I was a grad student at Texas Tech until a few months ago and one of my prof.s had funding from US DOD to study dispersion of chem./bio. warfare agents. The project was multi-year and for 90% of the project, no foreign national was allowed to work on it. That was finally overturned, however, mainly because there weren't enough Americans to work on it.
The project was new just before Sept. 11th and I'm not sure I can blame them for their restrictions at the time. I think they finally figured out that, at least in this case, it didn't matter who worked on the project. It wasn't going to propogate information about how to make delivery agents more effective, just how they interact with urban, rural, etc. environments.
That and Lubbock isn't a hotbed for terrorists if you know what I mean. Cow-tippers, yes. Foreign spies, no.
There is no saying it was racist.
Nationalist, sure, but that isn't the same thing.
If the 'strings' had said "No French" or "No Germans", then this conversation wouldn't be happening.

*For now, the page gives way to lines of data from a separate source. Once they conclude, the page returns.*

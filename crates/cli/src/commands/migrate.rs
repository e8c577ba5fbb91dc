use crate::commands::{build_runtime, load_config, CommandResult};
use larder_db::{connect_from_config, migrations};

pub fn run() -> CommandResult {
    let config = match load_config("migrate") {
        Ok(config) => config,
        Err(failure) => return failure,
    };

    let runtime = match build_runtime("migrate") {
        Ok(runtime) => runtime,
        Err(failure) => return failure,
    };

    let result = runtime.block_on(async {
        let pool = connect_from_config(&config.database)
            .await
            .map_err(|error| ("db_connectivity", error.to_string(), 4u8))?;
        migrations::run_pending(&pool)
            .await
            .map_err(|error| ("migration", error.to_string(), 5u8))?;
        pool.close().await;
        Ok::<(), (&'static str, String, u8)>(())
    });

    match result {
        Ok(()) => CommandResult::success("migrate", "applied pending migrations"),
        Err((error_class, message, exit_code)) => {
            CommandResult::failure("migrate", error_class, message, exit_code)
        }
    }
}
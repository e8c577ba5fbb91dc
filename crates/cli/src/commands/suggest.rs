use std::fs;
use std::path::Path;

use chrono::NaiveDate;
use larder_core::{Calendar, SuggestionEngine, SuggestionRequest, SystemCalendar};

use crate::commands::CommandResult;

/// Runs the engine over a snapshot file. No configuration or storage is touched.
pub fn run(input: &Path, today: Option<NaiveDate>) -> CommandResult {
    let raw = match fs::read_to_string(input) {
        Ok(raw) => raw,
        Err(error) => {
            return CommandResult::failure(
                "suggest",
                "input_read",
                format!("could not read `{}`: {error}", input.display()),
                7,
            );
        }
    };

    let request: SuggestionRequest = match serde_json::from_str(&raw) {
        Ok(request) => request,
        Err(error) => {
            return CommandResult::failure(
                "suggest",
                "input_parse",
                format!("invalid snapshot `{}`: {error}", input.display()),
                7,
            );
        }
    };

    let today = today.unwrap_or_else(|| SystemCalendar.today());
    let suggestions = SuggestionEngine::new().suggest(&request, today);

    match serde_json::to_value(&suggestions) {
        Ok(data) => CommandResult::success_with_data(
            "suggest",
            format!("{} suggestion(s) for {today}", suggestions.len()),
            Some(data),
        ),
        Err(error) => CommandResult::failure("suggest", "serialization", error.to_string(), 3),
    }
}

In this case, the NSA wanted to pre-screen any foreign nationals working on the project.
I'm sorry, but I don't see the racism there. They didn't say that they (the foreign nationals) automatically couldn't work on the project, they just wanted to check out whichever ones did.
Profiling? Maybe. But it happens regularly in government and business. The last two companies I worked for had a much more rigorous screening process for foreign nationals. In their defense, they'd gotten burned at least once.
But then so has the US Government. I don't blame them for being careful.
I like you, Stuart. You're not like everyone else, here, at Slashdot.